[AUTO-INF-4] Flaky test: devcontainer_health_check_steps.py thread-startup waits use patched time.sleep — thread may not be ready in CI #10301

Open
opened 2026-04-18 08:26:53 +00:00 by HAL9000 · 0 comments
Owner

Metadata

Field Value
Branch fix/auto-inf-4-devcontainer-health-thread-sleep
Commit Message fix(tests): replace patched time.sleep with _original_sleep in devcontainer health check thread-startup steps
Milestone v3.5.0
Parent Epic

Background and Context

features/steps/devcontainer_health_check_steps.py contains two step definitions that use time.sleep(0.05) to give a background health-check thread "a moment to start" before proceeding with assertions:

Line 98 (in step_start_health_check):

start_health_check(resource_id, interval=0.1, run_command=context.mock_runner)
# Give it a moment to start
time.sleep(0.05)

Line 146 (in step_call_start_health_check):

start_health_check(
    resource_id,
    interval=60.0,  # long interval — we stop it immediately
    run_command=context.mock_runner,
)
context.hc_resource_id = resource_id
# Give thread just enough time to register
time.sleep(0.05)

The features/environment.py before_all hook installs a fast-sleep patch (_install_fast_sleep_patch) that caps time.sleep() at 10 ms globally:

_MAX_SLEEP = 0.01  # 10 ms cap

def _capped_sleep(seconds: float) -> None:
    time._original_sleep(min(seconds, _MAX_SLEEP))

time.sleep = _capped_sleep

Because time.sleep(0.05) is capped to 10 ms, the step returns after only 10 ms. On a loaded CI runner (e.g., the python:3.13-slim Docker container used in the unit_tests job), thread startup may take longer than 10 ms, causing the subsequent assertions to fail intermittently because the health check thread has not yet registered or started executing.

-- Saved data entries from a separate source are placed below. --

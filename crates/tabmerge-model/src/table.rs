use std::collections::BTreeMap;

use crate::cell::{Cell, GridPos};
use crate::error::{GridError, Result};
use crate::role::{Role, RoleId};

/// A classified table grid.
///
/// Invariant I1: every coordinate `(r, c)` with `0 <= r < row_count` and
/// `0 <= c < col_count` is covered by exactly one cell rectangle. The
/// invariant must hold before and after every structural mutation;
/// [`Table::verify_coverage`] reports the first offending coordinate.
#[derive(Debug, Clone, PartialEq, serde::Serialize, serde::Deserialize)]
pub struct Table {
    pub row_count: usize,
    pub col_count: usize,
    /// Cells keyed by origin. Origins are unique per cell.
    pub cells: BTreeMap<GridPos, Cell>,
    /// Ordered cell origins per role id, maintained incrementally by the
    /// mutation primitives. Recomputed from scratch only at classification.
    pub role_index: BTreeMap<RoleId, Vec<GridPos>>,
}

impl Table {
    pub fn new(row_count: usize, col_count: usize) -> Self {
        Self {
            row_count,
            col_count,
            cells: BTreeMap::new(),
            role_index: BTreeMap::new(),
        }
    }

    /// Register a cell in the grid and the role index.
    pub fn insert_cell(&mut self, cell: Cell) {
        let origin = cell.origin;
        let role_id = cell.role_id.clone();
        self.cells.insert(origin, cell);
        let entry = self.role_index.entry(role_id).or_default();
        let at = entry.partition_point(|p| *p < origin);
        if entry.get(at) != Some(&origin) {
            entry.insert(at, origin);
        }
    }

    /// Remove the cell at `origin` from the grid and the role index.
    pub fn remove_cell(&mut self, origin: GridPos) -> Option<Cell> {
        let cell = self.cells.remove(&origin)?;
        if let Some(entry) = self.role_index.get_mut(&cell.role_id) {
            entry.retain(|p| *p != origin);
            if entry.is_empty() {
                self.role_index.remove(&cell.role_id);
            }
        }
        Some(cell)
    }

    /// Cell covering `pos`, whether `pos` is its origin or lies inside its
    /// span rectangle.
    pub fn cell(&self, pos: GridPos) -> Option<&Cell> {
        // Any covering cell's origin sorts at or before `pos`.
        self.cells
            .range(..=pos)
            .rev()
            .map(|(_, cell)| cell)
            .find(|cell| cell.covers(pos))
    }

    pub fn cell_at_origin(&self, origin: GridPos) -> Option<&Cell> {
        self.cells.get(&origin)
    }

    pub fn cell_at_origin_mut(&mut self, origin: GridPos) -> Option<&mut Cell> {
        self.cells.get_mut(&origin)
    }

    /// Ordered origins of the cells sharing `role_id`.
    pub fn origins_for(&self, role_id: &RoleId) -> &[GridPos] {
        self.role_index.get(role_id).map_or(&[], Vec::as_slice)
    }

    /// Role of the field `role_id`, if the table knows it.
    pub fn role_of(&self, role_id: &RoleId) -> Option<Role> {
        let origin = self.origins_for(role_id).first()?;
        self.cells.get(origin).map(|cell| cell.role)
    }

    /// Check invariant I1: full coverage, no overlap, no out-of-bounds cell.
    pub fn verify_coverage(&self) -> Result<()> {
        let mut covered = vec![false; self.row_count * self.col_count];
        for cell in self.cells.values() {
            if cell.row_span == 0 || cell.col_span == 0 {
                return Err(GridError::ZeroSpan {
                    row: cell.origin.row,
                    col: cell.origin.col,
                });
            }
            if cell.end_row() >= self.row_count || cell.end_col() >= self.col_count {
                return Err(GridError::OutOfBounds {
                    row: cell.origin.row,
                    col: cell.origin.col,
                    row_count: self.row_count,
                    col_count: self.col_count,
                });
            }
            for r in cell.origin.row..=cell.end_row() {
                for c in cell.origin.col..=cell.end_col() {
                    let slot = &mut covered[r * self.col_count + c];
                    if *slot {
                        return Err(GridError::Overlap { row: r, col: c });
                    }
                    *slot = true;
                }
            }
        }
        if let Some(hole) = covered.iter().position(|seen| !seen) {
            return Err(GridError::Gap {
                row: hole / self.col_count,
                col: hole % self.col_count,
            });
        }
        Ok(())
    }

    /// Rebuild the role index from the cell map.
    ///
    /// Used once after classification; mutations afterwards keep the index
    /// current incrementally.
    pub fn rebuild_role_index(&mut self) {
        self.role_index.clear();
        for (origin, cell) in &self.cells {
            self.role_index
                .entry(cell.role_id.clone())
                .or_default()
                .push(*origin);
        }
    }

    /// Structure report: fields with positions and spans, plus empty cells.
    pub fn summary(&self) -> TableSummary {
        let mut fields = Vec::new();
        let mut empty_cells = Vec::new();
        for (origin, cell) in &self.cells {
            fields.push(FieldSummary {
                role_id: cell.role_id.clone(),
                role: cell.role,
                origin: *origin,
                row_span: cell.row_span,
                col_span: cell.col_span,
            });
            if cell.is_empty() {
                empty_cells.push(*origin);
            }
        }
        TableSummary {
            row_count: self.row_count,
            col_count: self.col_count,
            fields,
            empty_cells,
        }
    }
}

/// Snapshot of a table's structure for diagnostics and callers.
#[derive(Debug, Clone, PartialEq, serde::Serialize, serde::Deserialize)]
pub struct TableSummary {
    pub row_count: usize,
    pub col_count: usize,
    pub fields: Vec<FieldSummary>,
    pub empty_cells: Vec<GridPos>,
}

#[derive(Debug, Clone, PartialEq, serde::Serialize, serde::Deserialize)]
pub struct FieldSummary {
    pub role_id: RoleId,
    pub role: Role,
    pub origin: GridPos,
    pub row_span: usize,
    pub col_span: usize,
}

#[cfg(test)]
mod tests {
    use super::*;

    fn two_by_two_with_span() -> Table {
        // Left column is one 2x1 cell; right column is two 1x1 cells.
        let mut table = Table::new(2, 2);
        table.insert_cell(Cell::new(
            GridPos::new(0, 0),
            2,
            1,
            Role::GroupStub,
            RoleId::new("gstub-0001"),
        ));
        table.insert_cell(Cell::new(
            GridPos::new(0, 1),
            1,
            1,
            Role::Input,
            RoleId::new("input-0001"),
        ));
        table.insert_cell(Cell::new(
            GridPos::new(1, 1),
            1,
            1,
            Role::Input,
            RoleId::new("input-0001"),
        ));
        table
    }

    #[test]
    fn covering_lookup_follows_spans() {
        let table = two_by_two_with_span();
        let covered = table.cell(GridPos::new(1, 0)).expect("covered by span");
        assert_eq!(covered.origin, GridPos::new(0, 0));
        let exact = table.cell(GridPos::new(1, 1)).expect("exact cell");
        assert_eq!(exact.origin, GridPos::new(1, 1));
    }

    #[test]
    fn verify_accepts_valid_grid() {
        let table = two_by_two_with_span();
        assert!(table.verify_coverage().is_ok());
    }

    #[test]
    fn verify_reports_gap() {
        let mut table = two_by_two_with_span();
        table.remove_cell(GridPos::new(1, 1));
        assert_eq!(
            table.verify_coverage(),
            Err(GridError::Gap { row: 1, col: 1 })
        );
    }

    #[test]
    fn verify_reports_overlap() {
        let mut table = two_by_two_with_span();
        if let Some(cell) = table.cell_at_origin_mut(GridPos::new(0, 1)) {
            cell.row_span = 2;
        }
        assert_eq!(
            table.verify_coverage(),
            Err(GridError::Overlap { row: 1, col: 1 })
        );
    }

    #[test]
    fn verify_reports_zero_span() {
        let mut table = two_by_two_with_span();
        if let Some(cell) = table.cell_at_origin_mut(GridPos::new(0, 1)) {
            cell.row_span = 0;
        }
        assert_eq!(
            table.verify_coverage(),
            Err(GridError::ZeroSpan { row: 0, col: 1 })
        );
    }

    #[test]
    fn role_index_tracks_shared_fields() {
        let mut table = two_by_two_with_span();
        let id = RoleId::new("input-0001");
        assert_eq!(
            table.origins_for(&id),
            &[GridPos::new(0, 1), GridPos::new(1, 1)]
        );
        assert_eq!(table.role_of(&id), Some(Role::Input));
        table.remove_cell(GridPos::new(0, 1));
        assert_eq!(table.origins_for(&id), &[GridPos::new(1, 1)]);
    }
}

Affected scenarios in features/devcontainer_health_check.feature:

  • Any scenario using a running health check for "{resource_id}" (calls step_start_health_check)
  • Any scenario using I call start_health_check for "{resource_id}" (calls step_call_start_health_check)

Root cause: The steps use the module-level time.sleep reference, which is replaced by the fast-sleep patch. They should use time._original_sleep (the un-patched version) to allow real wall-clock time to elapse for thread startup.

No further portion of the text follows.